アロマセラピストとネイルアーティスト
―かけ算の妙で仕事をつくれ
あなたにもこのように仕事を組みあわせて、オリジナルな仕事を生み出すことができる。アロマセラピストとネイルアーティストがいい例だ。
いずれも私が会社に入った頃にはなかった仕事である。
アロマ(香り)をやっている人は以前からいた。日本には「香道」があるくらいだ。一方、セラピー(癒やし)をやっている人もいた。臨床心理士のような心理学系の仕事だけでなく、お坊さんや神父の仕事もそうだろうし、指圧や鍼灸師もそうだろう。
ところが、これを合体させて、アロマ(香り)とセラピー(癒やし)をかけ算し、私はアロマセラピーを仕事とする「アロマセラピスト」だと「旗」を掲げた人は(誰だか知らないが)初めてだった。
その瞬間から、アロマセラピーの世界に渦が巻き、資格が生まれ、教科書ができ、研修会が開かれ、独立して起業する人が続出し、お金の流れが決まった。今はもうブームは去ったが、この仕事で食っている人はいる。
ネイルアーティストもそうだ。ネイルにマニキュアを塗るのは一般的だった。しかし、それをアートとかけ算して「ネイルアーティスト」の旗を掲げ、お金の取れる技術にした人がいる。

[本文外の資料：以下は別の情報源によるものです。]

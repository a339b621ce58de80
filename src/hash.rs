//! Stable streaming fingerprints for build inputs.

use crate::error::{BuildError, Result};
use md5::Digest;
use std::{fs, path::Path};

/// Accumulates bytes into a stable digest.
///
/// Everything that influences a step's output is fed through one of these;
/// equal digests across runs imply byte-identical outputs, so the order and
/// encoding of appends is part of the cache contract.
#[derive(Clone, Debug, Default)]
pub struct HashBuilder {
    hasher: md5::Md5,
}

impl HashBuilder {
    pub fn new() -> Self {
        Self::default()
    }

    /// Appends raw bytes. Strings go through here as UTF-8.
    pub fn append(&mut self, bytes: impl AsRef<[u8]>) -> &mut Self {
        self.hasher.update(bytes.as_ref());
        self
    }

    /// Appends the contents of a file, or of every file beneath a directory
    /// in lexicographic relative-path order, with each relative path mixed
    /// in ahead of its bytes so that renames change the digest.
    pub fn append_path(&mut self, path: &Path) -> Result<&mut Self> {
        if path.is_dir() {
            let mut files: Vec<_> = walkdir::WalkDir::new(path)
                .follow_links(true)
                .sort_by_file_name()
                .into_iter()
                .filter_map(std::result::Result::ok)
                .filter(|e| e.file_type().is_file())
                .map(|e| e.path().to_path_buf())
                .collect();
            files.sort();
            for file in files {
                let relative = file.strip_prefix(path).unwrap_or(&file);
                self.append(relative.to_string_lossy().as_bytes());
                let bytes = fs::read(&file).map_err(|err| BuildError::io(err, &file))?;
                self.append(&bytes);
            }
        } else {
            let bytes = fs::read(path).map_err(|err| BuildError::io(err, path))?;
            self.append(&bytes);
        }
        Ok(self)
    }

    /// Finalizes the digest and returns it as lowercase hex.
    pub fn finish(self) -> String {
        hex::encode(self.hasher.finalize())
    }
}

#[cfg(test)]
mod tests {
    use super::*;
    use crate::utils;

    fn digest_of(f: impl FnOnce(&mut HashBuilder)) -> String {
        let mut hasher = HashBuilder::new();
        f(&mut hasher);
        hasher.finish()
    }

    #[test]
    fn identical_appends_yield_identical_digests() {
        let a = digest_of(|h| {
            h.append("alpha").append("beta");
        });
        let b = digest_of(|h| {
            h.append("alpha").append("beta");
        });
        assert_eq!(a, b);
    }

    #[test]
    fn append_order_matters() {
        let a = digest_of(|h| {
            h.append("alpha").append("beta");
        });
        let b = digest_of(|h| {
            h.append("beta").append("alpha");
        });
        assert_ne!(a, b);
    }

    #[test]
    fn directory_digest_is_stable_and_content_sensitive() {
        let tmp = utils::tempdir("hash").unwrap();
        let root = tmp.path();
        std::fs::create_dir_all(root.join("a/b")).unwrap();
        std::fs::write(root.join("a/b/one.java"), "class One {}").unwrap();
        std::fs::write(root.join("two.java"), "class Two {}").unwrap();

        let first = digest_of(|h| {
            h.append_path(root).unwrap();
        });
        let second = digest_of(|h| {
            h.append_path(root).unwrap();
        });
        assert_eq!(first, second);

        std::fs::write(root.join("two.java"), "class Two { int x; }").unwrap();
        let third = digest_of(|h| {
            h.append_path(root).unwrap();
        });
        assert_ne!(first, third);
    }

    #[test]
    fn renaming_a_file_changes_the_digest() {
        let tmp = utils::tempdir("hash").unwrap();
        let root = tmp.path();
        std::fs::write(root.join("One.java"), "class One {}").unwrap();
        let before = digest_of(|h| {
            h.append_path(root).unwrap();
        });
        std::fs::rename(root.join("One.java"), root.join("Two.java")).unwrap();
        let after = digest_of(|h| {
            h.append_path(root).unwrap();
        });
        assert_ne!(before, after);
    }
}
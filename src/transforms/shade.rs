//! The shade transform: relocating package prefixes across a tree of Java
//! sources and compiled classes.
//!
//! Files under a mapped prefix move to the replacement package's directory;
//! Java sources get a textual rewrite of the prefix in dot, slash and
//! backslash form, class files get the same substitution applied to their
//! constant-pool strings. Everything else is copied verbatim at its
//! original relative path. When two `find` prefixes overlap the longest one
//! wins.

use super::TransformOutcome;
use crate::{
    error::{BuildError, Result},
    graph::ShadeMapping,
    log::StepLog,
    utils,
};
use path_slash::PathExt;
use std::{
    fs,
    path::{Path, PathBuf},
};
use walkdir::WalkDir;

/// Applies `mappings` to every file beneath `input_roots`, writing the
/// relocated tree into `output`. An empty mapping set is `Skipped` and
/// produces no output directory.
pub fn shade_tree(
    input_roots: &[PathBuf],
    mappings: &[ShadeMapping],
    output: &Path,
    log: &mut StepLog,
) -> Result<TransformOutcome> {
    if mappings.is_empty() {
        log.line("no shade mappings; consumers use the unshaded output");
        return Ok(TransformOutcome::Skipped);
    }
    let mut mappings = mappings.to_vec();
    mappings.sort_by(|a, b| b.find.len().cmp(&a.find.len()).then_with(|| a.find.cmp(&b.find)));

    utils::create_if_absent(output)?;
    for root in input_roots {
        let Some(root) = utils::existing_dir(root) else { continue };
        for entry in WalkDir::new(root).follow_links(true) {
            let entry = entry
                .map_err(|err| BuildError::msg(format!("walking \"{}\": {err}", root.display())))?;
            if !entry.file_type().is_file() {
                continue;
            }
            let relative = entry.path().strip_prefix(root).unwrap_or(entry.path());
            let mapping = applicable_mapping(relative, &mappings);
            let destination = match mapping {
                Some(mapping) => {
                    let tail = relative
                        .strip_prefix(mapping.find_as_path())
                        .expect("matched mapping prefixes the path");
                    output.join(mapping.replace_as_path()).join(tail)
                }
                None => output.join(relative),
            };
            utils::create_parent_dir_all(&destination)?;

            let bytes =
                fs::read(entry.path()).map_err(|err| BuildError::io(err, entry.path()))?;
            let bytes = if mapping.is_none() {
                bytes
            } else if utils::is_java(relative) {
                rewrite_java_source(&bytes, &mappings)
            } else if relative.extension().map(|ext| ext == "class").unwrap_or_default() {
                rewrite_class_file(&bytes, &mappings)?
            } else {
                bytes
            };
            fs::write(&destination, bytes).map_err(|err| BuildError::io(err, &destination))?;
        }
    }
    log.line(format!("shaded {} mapping(s) into \"{}\"", mappings.len(), output.display()));
    Ok(TransformOutcome::Applied)
}

/// The mapping governing `relative`, if it lies under any `find` prefix.
/// `mappings` is sorted longest-find-first, so overlaps resolve to the most
/// specific prefix.
fn applicable_mapping<'a>(
    relative: &Path,
    mappings: &'a [ShadeMapping],
) -> Option<&'a ShadeMapping> {
    let slashed = relative.to_slash_lossy();
    mappings.iter().find(|mapping| {
        let prefix = mapping.find.replace('.', "/");
        *slashed == prefix || slashed.starts_with(&format!("{prefix}/"))
    })
}

/// Rewrites a Java source, substituting each prefix in dot, slash and
/// backslash form. An empty replacement removes the prefix together with
/// its trailing separator.
fn rewrite_java_source(bytes: &[u8], mappings: &[ShadeMapping]) -> Vec<u8> {
    let Ok(text) = std::str::from_utf8(bytes) else { return bytes.to_vec() };
    let mut text = text.to_string();
    for mapping in mappings {
        for separator in ['.', '/', '\\'] {
            let find = mapping.find.replace('.', &separator.to_string());
            let replace = mapping.replace.replace('.', &separator.to_string());
            if replace.is_empty() {
                text = text.replace(&format!("{find}{separator}"), "");
                text = text.replace(&find, "");
            } else {
                text = text.replace(&find, &replace);
            }
        }
    }
    text.into_bytes()
}

// Constant pool tags, JVMS §4.4.
const CONSTANT_UTF8: u8 = 1;
const CONSTANT_INTEGER: u8 = 3;
const CONSTANT_FLOAT: u8 = 4;
const CONSTANT_LONG: u8 = 5;
const CONSTANT_DOUBLE: u8 = 6;
const CONSTANT_CLASS: u8 = 7;
const CONSTANT_STRING: u8 = 8;
const CONSTANT_FIELDREF: u8 = 9;
const CONSTANT_METHODREF: u8 = 10;
const CONSTANT_INTERFACE_METHODREF: u8 = 11;
const CONSTANT_NAME_AND_TYPE: u8 = 12;
const CONSTANT_METHOD_HANDLE: u8 = 15;
const CONSTANT_METHOD_TYPE: u8 = 16;
const CONSTANT_DYNAMIC: u8 = 17;
const CONSTANT_INVOKE_DYNAMIC: u8 = 18;
const CONSTANT_MODULE: u8 = 19;
const CONSTANT_PACKAGE: u8 = 20;

/// Rewrites the constant pool of a class file, substituting UTF-8 entries
/// that begin with a mapped prefix followed by `.` or `/` (or equal it
/// exactly). Everything past the constant pool is copied verbatim.
pub(crate) fn rewrite_class_file(bytes: &[u8], mappings: &[ShadeMapping]) -> Result<Vec<u8>> {
    let malformed = |why: &str| BuildError::msg(format!("malformed class file: {why}"));

    if bytes.len() < 10 || bytes[..4] != [0xCA, 0xFE, 0xBA, 0xBE] {
        return Err(malformed("bad magic"));
    }
    let mut out = Vec::with_capacity(bytes.len());
    out.extend_from_slice(&bytes[..10]);
    let count = u16::from_be_bytes([bytes[8], bytes[9]]);

    let mut pos = 10;
    let mut index = 1;
    while index < count {
        let tag = *bytes.get(pos).ok_or_else(|| malformed("truncated constant pool"))?;
        let entry_len = match tag {
            CONSTANT_UTF8 => {
                let length = bytes
                    .get(pos + 1..pos + 3)
                    .map(|raw| u16::from_be_bytes([raw[0], raw[1]]) as usize)
                    .ok_or_else(|| malformed("truncated UTF-8 length"))?;
                let raw = bytes
                    .get(pos + 3..pos + 3 + length)
                    .ok_or_else(|| malformed("truncated UTF-8 entry"))?;
                let rewritten = rewrite_constant(raw, mappings);
                if rewritten.len() > u16::MAX as usize {
                    return Err(malformed("rewritten UTF-8 entry exceeds u16 length"));
                }
                out.push(tag);
                out.extend_from_slice(&(rewritten.len() as u16).to_be_bytes());
                out.extend_from_slice(&rewritten);
                index += 1;
                pos += 3 + length;
                continue;
            }
            CONSTANT_CLASS | CONSTANT_STRING | CONSTANT_METHOD_TYPE | CONSTANT_MODULE
            | CONSTANT_PACKAGE => 3,
            CONSTANT_METHOD_HANDLE => 4,
            CONSTANT_INTEGER
            | CONSTANT_FLOAT
            | CONSTANT_FIELDREF
            | CONSTANT_METHODREF
            | CONSTANT_INTERFACE_METHODREF
            | CONSTANT_NAME_AND_TYPE
            | CONSTANT_DYNAMIC
            | CONSTANT_INVOKE_DYNAMIC => 5,
            CONSTANT_LONG | CONSTANT_DOUBLE => {
                // Longs and doubles take two constant pool slots.
                index += 1;
                9
            }
            other => return Err(malformed(&format!("unknown constant pool tag {other}"))),
        };
        let entry =
            bytes.get(pos..pos + entry_len).ok_or_else(|| malformed("truncated entry"))?;
        out.extend_from_slice(entry);
        pos += entry_len;
        index += 1;
    }

    out.extend_from_slice(&bytes[pos..]);
    Ok(out)
}

/// Substitutes a mapped prefix at the start of one constant-pool string,
/// in whichever of the dot or slash spellings it uses.
fn rewrite_constant(raw: &[u8], mappings: &[ShadeMapping]) -> Vec<u8> {
    // Modified-UTF-8 oddities (embedded surrogates) fail the strict parse
    // and pass through untouched; package prefixes are plain ASCII.
    let Ok(text) = std::str::from_utf8(raw) else { return raw.to_vec() };
    for mapping in mappings {
        for separator in ['.', '/'] {
            let find = mapping.find.replace('.', &separator.to_string());
            let replace = mapping.replace.replace('.', &separator.to_string());
            let tail = if text == find {
                ""
            } else if let Some(tail) = text
                .strip_prefix(&find)
                .filter(|tail| tail.starts_with(['.', '/']))
            {
                tail
            } else {
                continue;
            };
            let mut rewritten = replace;
            if rewritten.is_empty() {
                return tail.trim_start_matches(['.', '/']).as_bytes().to_vec();
            }
            rewritten.push_str(tail);
            return rewritten.into_bytes();
        }
    }
    raw.to_vec()
}
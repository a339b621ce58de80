use crate::tools::Diagnostic;
use std::{
    io,
    path::{Path, PathBuf},
};

pub type Result<T, E = BuildError> = std::result::Result<T, E>;

/// A filesystem error annotated with the path that triggered it.
#[derive(Debug, thiserror::Error)]
#[error("\"{}\": {source}", .path.display())]
pub struct BuildIoError {
    #[source]
    source: io::Error,
    path: PathBuf,
}

impl BuildIoError {
    pub fn new(source: io::Error, path: impl Into<PathBuf>) -> Self {
        Self { source, path: path.into() }
    }

    /// The path that the failing operation touched.
    pub fn path(&self) -> &Path {
        &self.path
    }
}

impl From<BuildIoError> for io::Error {
    fn from(err: BuildIoError) -> Self {
        err.source
    }
}

/// A structural defect in the artifact graph. Never recoverable; detected
/// before any worker runs.
#[derive(Debug, thiserror::Error)]
pub enum GraphError {
    #[error("dependency cycle detected through {0}")]
    Cycle(String),
    #[error("unresolved coordinate {0}")]
    Unresolved(String),
    #[error("malformed shade mapping `{0}`: {1}")]
    MalformedShadeMapping(String, String),
}

/// Various error types the build core surfaces.
#[derive(Debug, thiserror::Error)]
pub enum BuildError {
    #[error(transparent)]
    Graph(#[from] GraphError),
    #[error(transparent)]
    Io(#[from] BuildIoError),
    /// An external tool reported error-severity diagnostics or exited
    /// non-zero.
    #[error("{tool} reported errors:\n{}", Diagnostic::render(.diagnostics))]
    Tool { tool: String, diagnostics: Vec<Diagnostic> },
    /// The build was cancelled after another task failed; the payload is the
    /// first cause.
    #[error("build cancelled: {0}")]
    Cancelled(String),
    /// An invariant violation, e.g. a success marker without an output tree.
    /// Aborts the entire build.
    #[error("internal: {0}")]
    Internal(String),
    #[error(transparent)]
    SerdeJson(#[from] serde_json::Error),
    #[error("{0}")]
    Message(String),
}

impl BuildError {
    pub fn io(err: io::Error, path: impl Into<PathBuf>) -> Self {
        BuildIoError::new(err, path).into()
    }

    pub fn msg(msg: impl std::fmt::Display) -> Self {
        BuildError::Message(msg.to_string())
    }

    pub fn internal(msg: impl std::fmt::Display) -> Self {
        BuildError::Internal(msg.to_string())
    }

    pub(crate) fn tool(tool: impl Into<String>, diagnostics: Vec<Diagnostic>) -> Self {
        BuildError::Tool { tool: tool.into(), diagnostics }
    }
}
//! Filesystem primitives shared by the pipeline steps.

use crate::error::{BuildError, Result};
use std::{
    collections::BTreeSet,
    fs,
    path::{Path, PathBuf},
};
use walkdir::WalkDir;

/// Per-directory ignore file consulted while gathering sources for the strip
/// step. One glob per line, rooted at the directory containing the file.
pub const IGNORE_FILE: &str = ".j2cl-maven-plugin-ignore.txt";

/// Extension of Java sources.
pub const JAVA_EXTENSION: &str = "java";

/// Idempotent directory creation.
pub fn create_if_absent(path: &Path) -> Result<()> {
    fs::create_dir_all(path).map_err(|err| BuildError::io(err, path))
}

/// Creates the parent directories of `file` if necessary.
pub fn create_parent_dir_all(file: &Path) -> Result<()> {
    if let Some(parent) = file.parent() {
        fs::create_dir_all(parent).map_err(|err| {
            BuildError::msg(format!(
                "Failed to create artifact parent folder \"{}\": {err}",
                parent.display()
            ))
        })?;
    }
    Ok(())
}

/// Returns `path` iff it exists as a directory.
pub fn existing_dir(path: &Path) -> Option<&Path> {
    path.is_dir().then_some(path)
}

/// Recursive delete; succeeds if the path is already gone.
pub fn remove_all(path: &Path) -> Result<()> {
    match fs::remove_dir_all(path) {
        Ok(()) => Ok(()),
        Err(err) if err.kind() == std::io::ErrorKind::NotFound => Ok(()),
        Err(err) => Err(BuildError::io(err, path)),
    }
}

/// Canonicalize the path, platform-agnostic.
pub fn canonicalize(path: impl AsRef<Path>) -> Result<PathBuf> {
    let path = path.as_ref();
    dunce::canonicalize(path).map_err(|err| BuildError::io(err, path))
}

/// Returns an iterator over all files under `root` whose extension is one of
/// `extensions`, or `root` itself if it is such a file.
///
/// This also follows symlinks.
pub fn source_files_iter<'a>(
    root: &Path,
    extensions: &'a [&'a str],
) -> impl Iterator<Item = PathBuf> + 'a {
    WalkDir::new(root)
        .follow_links(true)
        .into_iter()
        .filter_map(std::result::Result::ok)
        .filter(|e| e.file_type().is_file())
        .filter(|e| {
            e.path().extension().map(|ext| extensions.iter().any(|e| ext == *e)).unwrap_or_default()
        })
        .map(|e| e.path().into())
}

/// Returns a sorted list of all files with the given extensions under `root`.
pub fn source_files(root: &Path, extensions: &[&str]) -> Vec<PathBuf> {
    let mut files: Vec<_> = source_files_iter(root, extensions).collect();
    files.sort();
    files
}

/// Whether the file is a `.native.js` companion source.
pub fn is_native_js(path: &Path) -> bool {
    path.file_name()
        .and_then(|name| name.to_str())
        .map(|name| name.ends_with(".native.js"))
        .unwrap_or_default()
}

/// Whether the file is a plain `.js` source (not a `.native.js` companion).
pub fn is_plain_js(path: &Path) -> bool {
    path.extension().map(|ext| ext == "js").unwrap_or_default() && !is_native_js(path)
}

/// Whether the file is a Java source.
pub fn is_java(path: &Path) -> bool {
    path.extension().map(|ext| ext == JAVA_EXTENSION).unwrap_or_default()
}

/// Recursively walks `root` and returns every file accepted by `include` and
/// not excluded by an ignore file, sorted lexicographically.
///
/// On entering a directory its [`IGNORE_FILE`] (if any) contributes glob
/// patterns rooted at that directory; the patterns stay active for the whole
/// subtree and are dropped again on the way out. A file makes it into the
/// result iff `include` accepts it and no active pattern matches its path.
pub fn gather(root: &Path, include: impl Fn(&Path) -> bool) -> Result<BTreeSet<PathBuf>> {
    fn visit(
        dir: &Path,
        active: &mut Vec<Vec<glob::Pattern>>,
        include: &dyn Fn(&Path) -> bool,
        out: &mut BTreeSet<PathBuf>,
    ) -> Result<()> {
        active.push(read_ignore_patterns(dir)?);
        let entries = fs::read_dir(dir).map_err(|err| BuildError::io(err, dir))?;
        for entry in entries {
            let entry = entry.map_err(|err| BuildError::io(err, dir))?;
            let path = entry.path();
            if path.is_dir() {
                visit(&path, active, include, out)?;
            } else if include(&path)
                && !active.iter().flatten().any(|pattern| pattern.matches_path(&path))
            {
                out.insert(path);
            }
        }
        active.pop();
        Ok(())
    }

    let mut out = BTreeSet::new();
    if root.is_dir() {
        visit(root, &mut Vec::new(), &include, &mut out)?;
    }
    Ok(out)
}

/// Reads the ignore file of `dir`, if present, into glob patterns rooted at
/// `dir`. Blank lines and `#` comments are dropped.
fn read_ignore_patterns(dir: &Path) -> Result<Vec<glob::Pattern>> {
    let file = dir.join(IGNORE_FILE);
    if !file.is_file() {
        return Ok(Vec::new());
    }
    let content = fs::read_to_string(&file).map_err(|err| BuildError::io(err, &file))?;
    content
        .lines()
        .map(str::trim)
        .filter(|line| !line.is_empty() && !line.starts_with('#'))
        .map(|line| {
            let rooted = dir.join(line);
            glob::Pattern::new(&rooted.to_string_lossy()).map_err(|err| {
                BuildError::msg(format!(
                    "invalid glob `{line}` in \"{}\": {err}",
                    file.display()
                ))
            })
        })
        .collect()
}

/// Copies each of `files` from beneath `src_root` into `dst_root`, preserving
/// the path relative to `src_root`. Returns the destination paths.
pub fn copy_files<'a>(
    src_root: &Path,
    files: impl IntoIterator<Item = &'a PathBuf>,
    dst_root: &Path,
) -> Result<Vec<PathBuf>> {
    copy_files_rewriting(src_root, files, dst_root, |_, bytes| Ok(bytes))
}

/// Same as [`copy_files`] but passes every file's bytes through `rewrite`
/// before writing.
pub fn copy_files_rewriting<'a>(
    src_root: &Path,
    files: impl IntoIterator<Item = &'a PathBuf>,
    dst_root: &Path,
    rewrite: impl Fn(&Path, Vec<u8>) -> Result<Vec<u8>>,
) -> Result<Vec<PathBuf>> {
    let mut written = Vec::new();
    for file in files {
        let relative = file.strip_prefix(src_root).unwrap_or(file);
        let dst = dst_root.join(relative);
        create_parent_dir_all(&dst)?;
        let bytes = fs::read(file).map_err(|err| BuildError::io(err, file))?;
        let bytes = rewrite(file, bytes)?;
        fs::write(&dst, bytes).map_err(|err| BuildError::io(err, &dst))?;
        written.push(dst);
    }
    Ok(written)
}

/// Recursively copies the whole tree under `src` into `dst`.
pub fn copy_tree(src: &Path, dst: &Path) -> Result<()> {
    for entry in WalkDir::new(src).follow_links(true) {
        let entry = entry.map_err(|err| {
            BuildError::msg(format!("walking \"{}\": {err}", src.display()))
        })?;
        let relative = entry.path().strip_prefix(src).unwrap_or(entry.path());
        let target = dst.join(relative);
        if entry.file_type().is_dir() {
            create_if_absent(&target)?;
        } else {
            create_parent_dir_all(&target)?;
            fs::copy(entry.path(), &target).map_err(|err| BuildError::io(err, entry.path()))?;
        }
    }
    Ok(())
}

/// Creates a new named tempdir.
pub fn tempdir(name: &str) -> Result<tempfile::TempDir> {
    tempfile::Builder::new()
        .prefix(name)
        .tempdir()
        .map_err(|err| BuildError::io(err, name))
}

/// Creates the file and its parent directories; a test helper.
pub fn touch(path: &Path) -> std::io::Result<()> {
    if let Some(parent) = path.parent() {
        fs::create_dir_all(parent)?;
    }
    fs::OpenOptions::new().create(true).write(true).open(path).map(|_| ())
}

#[cfg(test)]
mod tests {
    use super::*;

    #[test]
    fn gather_is_sorted_and_filtered() {
        let tmp = tempdir("gather").unwrap();
        let root = tmp.path();
        touch(&root.join("b/Second.java")).unwrap();
        touch(&root.join("a/First.java")).unwrap();
        touch(&root.join("a/notes.txt")).unwrap();

        let files = gather(root, is_java).unwrap();
        let files: Vec<_> = files.into_iter().collect();
        assert_eq!(files, vec![root.join("a/First.java"), root.join("b/Second.java")]);
    }

    #[test]
    fn gather_honors_ignore_file() {
        let tmp = tempdir("gather").unwrap();
        let root = tmp.path();
        touch(&root.join("A.java")).unwrap();
        touch(&root.join("B.java")).unwrap();
        fs::write(root.join(IGNORE_FILE), "# generated\n\nB.java\n").unwrap();

        let files = gather(root, is_java).unwrap();
        assert!(files.contains(&root.join("A.java")));
        assert!(!files.contains(&root.join("B.java")));
    }

    #[test]
    fn ignore_patterns_only_dominate_their_subtree() {
        let tmp = tempdir("gather").unwrap();
        let root = tmp.path();
        touch(&root.join("sub/Excluded.java")).unwrap();
        touch(&root.join("other/Excluded.java")).unwrap();
        fs::write(root.join("sub").join(IGNORE_FILE), "Excluded.java\n").unwrap();

        let files = gather(root, is_java).unwrap();
        assert!(!files.contains(&root.join("sub/Excluded.java")));
        assert!(files.contains(&root.join("other/Excluded.java")));
    }

    #[test]
    fn ignore_globs_match_whole_subtrees() {
        let tmp = tempdir("gather").unwrap();
        let root = tmp.path();
        touch(&root.join("gen/deep/Tool.java")).unwrap();
        touch(&root.join("src/Kept.java")).unwrap();
        fs::write(root.join(IGNORE_FILE), "gen/*\n").unwrap();

        let files = gather(root, is_java).unwrap();
        assert!(!files.contains(&root.join("gen/deep/Tool.java")));
        assert!(files.contains(&root.join("src/Kept.java")));
    }

    #[test]
    fn copy_files_preserves_relative_paths() {
        let tmp = tempdir("copy").unwrap();
        let src = tmp.path().join("src");
        let dst = tmp.path().join("dst");
        touch(&src.join("com/example/App.java")).unwrap();

        let files = vec![src.join("com/example/App.java")];
        copy_files(&src, &files, &dst).unwrap();
        assert!(dst.join("com/example/App.java").is_file());
    }

    #[test]
    fn copy_files_applies_rewrite() {
        let tmp = tempdir("copy").unwrap();
        let src = tmp.path().join("src");
        let dst = tmp.path().join("dst");
        touch(&src.join("App.java")).unwrap();
        fs::write(src.join("App.java"), "package a;").unwrap();

        let files = vec![src.join("App.java")];
        copy_files_rewriting(&src, &files, &dst, |_, bytes| {
            Ok(String::from_utf8_lossy(&bytes).replace("a;", "b;").into_bytes())
        })
        .unwrap();
        assert_eq!(fs::read_to_string(dst.join("App.java")).unwrap(), "package b;");
    }

    #[test]
    fn native_js_is_not_plain_js() {
        assert!(is_native_js(Path::new("a/Foo.native.js")));
        assert!(!is_plain_js(Path::new("a/Foo.native.js")));
        assert!(is_plain_js(Path::new("a/foo.js")));
    }

    #[test]
    fn remove_all_tolerates_missing() {
        let tmp = tempdir("rm").unwrap();
        remove_all(&tmp.path().join("nope")).unwrap();
    }

    #[test]
    fn canonicalize_resolves_dot_components() {
        let tmp = tempdir("canon").unwrap();
        touch(&tmp.path().join("dir/file.txt")).unwrap();
        let resolved = canonicalize(tmp.path().join("dir/./file.txt")).unwrap();
        assert!(resolved.ends_with("file.txt"));
        assert!(canonicalize(tmp.path().join("missing")).is_err());
    }
}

今後も、ますます複雑化する成熟社会には「セラピー(癒やし)」や「アート(芸術性)」は重要だから、それぞれの言葉に、別の世界をかけ算する仕事は生み出され続けるだろう。
あなたの使う枕とセラピーをかけあわせて安眠を約束する「枕・セラピスト」や、食べるサラダとセラピーをかけあわせて健康に貢献する「サラダ・セラピスト」。あなたの家の便器をアートして気分を一新させる「便器・アーティスト」や、お酒の瓶だけに絞ってそのボトルをアートする「酒瓶・アーティスト」などなど……。
ギリシャで昔から医療技術の一つとして施術されてきた「ストレート・カイロプラクティック」とセラピーをかけあわせた医師はもういるし、鉛筆の芯の先端を削ってサグラダファミリアや象やダース・ベイダーの姿を彫刻する「鉛筆の芯アーティスト」も存在する。
ようは、かけ算の妙なのである。
あなたの人生において、「キャリアの大三角形」を描いて100万人に1人の希少性をゲットする際にも、このかけ算のセンスによって希少性の大きさが決まってくる。
大きな三角形が描ければ希少性は高まるから、とりわけ三歩目のジャンプによって、あなた自身の付加価値が決まると言っても過言ではない。
会社で昇進して、営業マンと営業係長と営業所長を経験しただけでは、希少性は高まらないから、付加価値もそれほどつかない。
そのまま部長にまで昇進しても、会社のブランドが剝がれた途端に周囲から見放されるリスクを背負うことになる。
そうならないためには、早く「個人」として目覚め、自分に付加価値がつくように、外でのマーケットバリュー(市場価値)を気にしながら真摯にキャリアのかけ算をしていく必要がある。